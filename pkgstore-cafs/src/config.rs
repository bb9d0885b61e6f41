// SPDX-FileCopyrightText: 2026 pkgstore contributors
// SPDX-License-Identifier: MIT

use std::ffi::OsString;
use std::io;
use std::path::{Path, PathBuf};

use pkgstore_utils_hash::Algorithm;
use serde::{Deserialize, Serialize};
use thiserror::Error;

/// Environment variable naming a TOML config file.
pub const CONFIG_ENV: &str = "PKGSTORE_CONFIG";
/// Environment variable overriding `store_dir`.
pub const STORE_DIR_ENV: &str = "PKGSTORE_STORE_DIR";

#[derive(Error, Debug)]
pub enum ConfigError {
    #[error("Failed to read config file at {}: {source}", path.display())]
    Read {
        path: PathBuf,
        #[source]
        source: io::Error,
    },

    #[error("TOML parsing error: {0}")]
    Toml(#[from] toml::de::Error),
}

#[derive(Debug, Clone, PartialEq, Eq, Deserialize, Serialize)]
#[serde(default)]
pub struct Config {
    /// Root directory of the content-addressable store
    pub store_dir: PathBuf,

    /// Digest algorithm used to address newly written content
    pub algorithm: Algorithm,

    /// Default log filter, overridden by `RUST_LOG`
    pub log_level: String,
}

impl Default for Config {
    fn default() -> Self {
        Self {
            store_dir: default_store_dir(std::env::var_os("HOME")),
            algorithm: Algorithm::default(),
            log_level: "info".to_string(),
        }
    }
}

fn default_store_dir(home: Option<OsString>) -> PathBuf {
    match home {
        Some(home) if !home.is_empty() => {
            PathBuf::from(home).join(".local/share/pkgstore/store/v3")
        }
        _ => PathBuf::from("store"),
    }
}

impl Config {
    pub fn from_file(path: &Path) -> Result<Self, ConfigError> {
        let contents = std::fs::read_to_string(path).map_err(|source| ConfigError::Read {
            path: path.to_owned(),
            source,
        })?;
        let config: Config = toml::from_str(&contents)?;
        Ok(config)
    }

    /// Reads the file named by `PKGSTORE_CONFIG` (defaults otherwise) and
    /// applies `PKGSTORE_STORE_DIR`.
    pub fn load() -> Result<Self, ConfigError> {
        Self::load_with(|key| std::env::var_os(key))
    }

    fn load_with<F>(lookup: F) -> Result<Self, ConfigError>
    where
        F: Fn(&str) -> Option<OsString>,
    {
        let mut config = match lookup(CONFIG_ENV) {
            Some(path) => Self::from_file(Path::new(&path))?,
            None => Self::default(),
        };
        if let Some(store_dir) = lookup(STORE_DIR_ENV) {
            config.store_dir = PathBuf::from(store_dir);
        }
        Ok(config)
    }
}
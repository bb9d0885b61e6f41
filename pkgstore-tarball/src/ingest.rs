// SPDX-FileCopyrightText: 2026 pkgstore contributors
// SPDX-License-Identifier: MIT

use std::io;
use std::path::{Component, Path, PathBuf};

use async_compression::tokio::bufread::GzipDecoder;
use bytes::Bytes;
use futures::StreamExt as _;
use pkgstore_cafs::{AddToStoreResult, Store};
use pkgstore_store_core::{MANIFEST_FILE, PackageFileRecord, PackageId, parse_manifest};
use pkgstore_utils_hash::{DigestState, ExpectedDigest, HashingReader};
use tokio::io::{AsyncBufRead, AsyncRead, AsyncReadExt as _, BufReader};
use tokio_tar::Archive;
use tokio_util::either::Either;
use tokio_util::sync::CancellationToken;
use tracing::{debug, trace};

use crate::TarballError;

const GZIP_MAGIC: [u8; 2] = [0x1f, 0x8b];

type Filter = Box<dyn Fn(&str) -> bool + Send + Sync>;

/// Streams a package tarball into a [`Store`].
///
/// ```no_run
/// # async fn example(store: pkgstore_cafs::Store) -> Result<(), pkgstore_tarball::TarballError> {
/// use pkgstore_tarball::IngestOptions;
///
/// let file = tokio::fs::File::open("a-1.0.0.tgz").await.unwrap();
/// let added = IngestOptions::new()
///     .read_manifest(true)
///     .filter(|path| !path.ends_with(".md"))
///     .ingest(&store, file)
///     .await?;
/// println!("{} files", added.files_index.len());
/// # Ok(())
/// # }
/// ```
pub struct IngestOptions {
    read_manifest: bool,
    filter: Option<Filter>,
    cancel: Option<CancellationToken>,
    expected_integrity: Option<String>,
    package: PackageId,
}

impl IngestOptions {
    pub fn new() -> Self {
        Self {
            read_manifest: false,
            filter: None,
            cancel: None,
            expected_integrity: None,
            package: PackageId::default(),
        }
    }

    /// Parse the tarball's top-level `package.json`.
    pub fn read_manifest(mut self, read_manifest: bool) -> Self {
        self.read_manifest = read_manifest;
        self
    }

    /// Only add entries whose relative path is accepted by `filter`.
    pub fn filter<F>(mut self, filter: F) -> Self
    where
        F: Fn(&str) -> bool + Send + Sync + 'static,
    {
        self.filter = Some(Box::new(filter));
        self
    }

    pub fn cancel_token(mut self, token: CancellationToken) -> Self {
        self.cancel = Some(token);
        self
    }

    /// Check the raw tarball bytes against `integrity` once the stream has
    /// been consumed.
    pub fn expected_integrity(mut self, integrity: impl Into<String>) -> Self {
        self.expected_integrity = Some(integrity.into());
        self
    }

    /// Package named in integrity errors.
    pub fn package(mut self, package: PackageId) -> Self {
        self.package = package;
        self
    }

    pub async fn ingest<R>(self, store: &Store, reader: R) -> Result<AddToStoreResult, TarballError>
    where
        R: AsyncRead + Unpin + Send,
    {
        let expected = self
            .expected_integrity
            .as_deref()
            .map(ExpectedDigest::parse)
            .transpose()
            .map_err(|source| TarballError::integrity(&self.package, source))?;
        let algorithm = expected
            .as_ref()
            .map_or_else(|| store.algorithm(), ExpectedDigest::algorithm);

        let (mut hashing, digest) = HashingReader::with_algorithm(reader, algorithm);
        let magic = read_prefix(&mut hashing, GZIP_MAGIC.len())
            .await
            .map_err(TarballError::Malformed)?;
        let is_gzip = magic == GZIP_MAGIC;
        let raw = BufReader::new(io::Cursor::new(magic).chain(hashing));
        let source = if is_gzip {
            Either::Right(GzipDecoder::new(raw))
        } else {
            Either::Left(raw)
        };

        let mut archive = Archive::new(source);
        let result = self.add_entries(store, &mut archive).await?;

        let source = archive.into_inner().map_err(|_| {
            TarballError::Malformed(io::Error::other("tar reader still borrowed after extraction"))
        })?;
        drain(source).await.map_err(TarballError::Malformed)?;

        if let Some(expected) = expected {
            let (size, actual) = DigestState::finish_shared(&digest);
            expected
                .check(&actual)
                .map_err(|source| TarballError::integrity(&self.package, source))?;
            debug!(package = %self.package, size, "tarball integrity verified");
        }
        Ok(result)
    }

    async fn add_entries<R>(
        &self,
        store: &Store,
        archive: &mut Archive<R>,
    ) -> Result<AddToStoreResult, TarballError>
    where
        R: AsyncRead + Unpin + Send,
    {
        let mut result = AddToStoreResult::default();
        let mut manifest_bytes = None;

        let mut entries = archive.entries().map_err(TarballError::Malformed)?;
        while let Some(entry) = entries.next().await {
            if self.cancel.as_ref().is_some_and(CancellationToken::is_cancelled) {
                return Err(TarballError::Cancelled);
            }
            let mut entry = entry.map_err(TarballError::Malformed)?;
            let header = entry.header();
            if !header.entry_type().is_file() {
                trace!(entry_type = ?header.entry_type(), "skipping non-file tar entry");
                continue;
            }
            let mode = header.mode().map_err(TarballError::Malformed)?;
            let raw_path = entry.path().map_err(TarballError::Malformed)?;
            let Some(relative) = normalize_entry_path(&raw_path)? else {
                continue;
            };
            if self.filter.as_ref().is_some_and(|accept| !accept(&relative)) {
                trace!(path = %relative, "filtered out");
                continue;
            }

            let mut buffer = Vec::new();
            entry
                .read_to_end(&mut buffer)
                .await
                .map_err(TarballError::Malformed)?;
            let buffer = Bytes::from(buffer);
            if self.read_manifest && relative == MANIFEST_FILE {
                manifest_bytes = Some(buffer.clone());
            }

            let size = buffer.len() as u64;
            let written = store.write_buffer(buffer, mode).await?;
            trace!(path = %relative, size, content = %written.path.display(), "added tar entry");
            result.files_index.insert(
                relative,
                PackageFileRecord {
                    integrity: written.integrity,
                    mode,
                    size,
                    checked_at: Some(written.checked_at),
                },
            );
        }

        result.manifest = manifest_bytes
            .map(|bytes| parse_manifest(&bytes))
            .transpose()?;
        Ok(result)
    }
}

impl Default for IngestOptions {
    fn default() -> Self {
        Self::new()
    }
}

/// Read up to `len` bytes, fewer only at end of input.
async fn read_prefix<R>(reader: &mut R, len: usize) -> io::Result<Vec<u8>>
where
    R: AsyncRead + Unpin,
{
    let mut prefix = Vec::with_capacity(len);
    reader.take(len as u64).read_to_end(&mut prefix).await?;
    Ok(prefix)
}

/// Read whatever the tar parser left unread so the digest covers the whole
/// input, including a compressed stream's trailer.
async fn drain<R>(source: Either<R, GzipDecoder<R>>) -> io::Result<()>
where
    R: AsyncBufRead + Unpin,
{
    let mut sink = tokio::io::sink();
    match source {
        Either::Left(mut raw) => {
            tokio::io::copy(&mut raw, &mut sink).await?;
        }
        Either::Right(mut decoder) => {
            tokio::io::copy(&mut decoder, &mut sink).await?;
            let mut raw = decoder.into_inner();
            tokio::io::copy(&mut raw, &mut sink).await?;
        }
    }
    Ok(())
}

/// Turn a tar entry path into a `/`-separated package-relative path.
///
/// `./` components are dropped. Absolute paths and `..` are rejected.
/// Returns `None` for paths that name the package root itself.
pub(crate) fn normalize_entry_path(path: &Path) -> Result<Option<String>, TarballError> {
    let mut parts = Vec::new();
    for component in path.components() {
        match component {
            Component::CurDir => {}
            Component::Normal(part) => parts.push(part.to_string_lossy()),
            Component::ParentDir | Component::RootDir | Component::Prefix(..) => {
                return Err(TarballError::PathTraversal(PathBuf::from(path)));
            }
        }
    }
    if parts.is_empty() {
        return Ok(None);
    }
    Ok(Some(parts.join("/")))
}
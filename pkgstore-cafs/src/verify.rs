// SPDX-FileCopyrightText: 2026 pkgstore contributors
// SPDX-License-Identifier: MIT

use std::path::Path;

use pkgstore_store_core::{Hash, Manifest, parse_manifest};
use tracing::warn;

use crate::error::{IoContext, NotFoundExt, StoreError};
use crate::{Store, remove_content};

/// Outcome of verifying content against its expected digest.
///
/// A failed verification is not an error: the caller refetches.
#[derive(Debug, Clone, Default, PartialEq)]
pub struct VerifyResult {
    pub passed: bool,
    pub manifest: Option<Manifest>,
}

impl VerifyResult {
    pub(crate) fn passed(manifest: Option<Manifest>) -> Self {
        Self {
            passed: true,
            manifest,
        }
    }

    pub(crate) fn failed() -> Self {
        Self::default()
    }
}

impl Store {
    /// Read `path` and check its content hashes to `expected`.
    ///
    /// Content that does not match is deleted so the next write replaces it.
    /// A missing file fails verification. With `read_manifest` the verified
    /// bytes are also parsed as `package.json`.
    pub async fn verify_file_integrity(
        &self,
        path: &Path,
        expected: &Hash,
        read_manifest: bool,
    ) -> Result<VerifyResult, StoreError> {
        self.count_verification();
        let Some(data) = tokio::fs::read(path)
            .await
            .not_found_ok()
            .io_context(|| format!("Failed to read {}", path.display()))?
        else {
            return Ok(VerifyResult::failed());
        };

        let actual = expected.algorithm().digest(&data);
        if actual != *expected {
            warn!(
                path = %path.display(),
                expected = %expected,
                actual = %actual,
                "removing corrupted store content"
            );
            remove_content(path).await?;
            return Ok(VerifyResult::failed());
        }

        let manifest = if read_manifest {
            Some(read_manifest_bytes(path, &data)?)
        } else {
            None
        };
        Ok(VerifyResult::passed(manifest))
    }
}

pub(crate) fn read_manifest_bytes(path: &Path, data: &[u8]) -> Result<Manifest, StoreError> {
    parse_manifest(data).map_err(|source| StoreError::Manifest {
        path: path.to_owned(),
        source,
    })
}
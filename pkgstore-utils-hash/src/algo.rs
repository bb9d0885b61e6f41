// SPDX-FileCopyrightText: 2026 pkgstore contributors
// SPDX-License-Identifier: MIT

use std::str::FromStr;

use derive_more::Display;
use serde::{Deserialize, Deserializer, Serialize, Serializer};
use sha2::Digest as _;
use thiserror::Error;

use super::Hash;

const MD5_SIZE: usize = 128 / 8;
const SHA1_SIZE: usize = 160 / 8;
const SHA256_SIZE: usize = 256 / 8;
const SHA512_SIZE: usize = 512 / 8;

/// A digest algorithm usable in integrity strings.
///
/// The store itself always writes with a single algorithm (by default
/// [`Algorithm::SHA512`], which is what registries publish), but index files
/// and tarball metadata produced elsewhere may carry any of these.
#[derive(Debug, PartialEq, Eq, PartialOrd, Ord, Clone, Copy, Hash, Display, Default)]
pub enum Algorithm {
    #[display("md5")]
    MD5,
    #[display("sha1")]
    SHA1,
    #[display("sha256")]
    SHA256,
    #[default]
    #[display("sha512")]
    SHA512,
}

impl Algorithm {
    /// The largest supported algorithm size in bytes
    pub(crate) const LARGEST: Algorithm = Algorithm::SHA512;

    /// Returns the size in bytes of this hash.
    #[inline]
    pub const fn size(&self) -> usize {
        match &self {
            Algorithm::MD5 => MD5_SIZE,
            Algorithm::SHA1 => SHA1_SIZE,
            Algorithm::SHA256 => SHA256_SIZE,
            Algorithm::SHA512 => SHA512_SIZE,
        }
    }

    /// Returns the digest of `data` using the given digest algorithm.
    ///
    /// ```
    /// # use pkgstore_utils_hash::Algorithm;
    /// let hash = Algorithm::SHA256.digest("abc");
    ///
    /// assert_eq!("sha256-ungWv48Bz+pBQUDeXa4iI7ADYaOWF3qctBD/YfIAFa0=", hash.as_sri().to_string());
    /// ```
    pub fn digest<B: AsRef<[u8]>>(&self, data: B) -> Hash {
        let data = data.as_ref();
        match *self {
            Algorithm::MD5 => Hash::new(Algorithm::MD5, md5::compute(data).as_ref()),
            Algorithm::SHA1 => Hash::new(Algorithm::SHA1, &sha1::Sha1::digest(data)),
            Algorithm::SHA256 => Hash::new(Algorithm::SHA256, &sha2::Sha256::digest(data)),
            Algorithm::SHA512 => Hash::new(Algorithm::SHA512, &sha2::Sha512::digest(data)),
        }
    }
}

#[derive(Error, Debug, PartialEq, Eq, PartialOrd, Ord, Hash, Clone)]
#[error("unsupported digest algorithm '{0}'")]
pub struct UnknownAlgorithm(pub(super) String);

impl FromStr for Algorithm {
    type Err = UnknownAlgorithm;
    fn from_str(s: &str) -> Result<Self, Self::Err> {
        if s.eq_ignore_ascii_case("sha512") {
            Ok(Algorithm::SHA512)
        } else if s.eq_ignore_ascii_case("sha256") {
            Ok(Algorithm::SHA256)
        } else if s.eq_ignore_ascii_case("sha1") {
            Ok(Algorithm::SHA1)
        } else if s.eq_ignore_ascii_case("md5") {
            Ok(Algorithm::MD5)
        } else {
            Err(UnknownAlgorithm(s.to_owned()))
        }
    }
}

impl Serialize for Algorithm {
    fn serialize<S>(&self, serializer: S) -> Result<S::Ok, S::Error>
    where
        S: Serializer,
    {
        serializer.serialize_str(&self.to_string())
    }
}

impl<'de> Deserialize<'de> for Algorithm {
    fn deserialize<D>(deserializer: D) -> Result<Self, D::Error>
    where
        D: Deserializer<'de>,
    {
        let s = String::deserialize(deserializer)?;
        s.parse().map_err(serde::de::Error::custom)
    }
}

....

* WORK REQUIRED: Search the entries above for "Send". Show every line that has it.

* COMPLETED TASK:
type Filter = Box<dyn Fn(&str) -> bool + Send + Sync>;
        F: Fn(&str) -> bool + Send + Sync + 'static,
        R: AsyncRead + Unpin + Send,
        R: AsyncRead + Unpin + Send,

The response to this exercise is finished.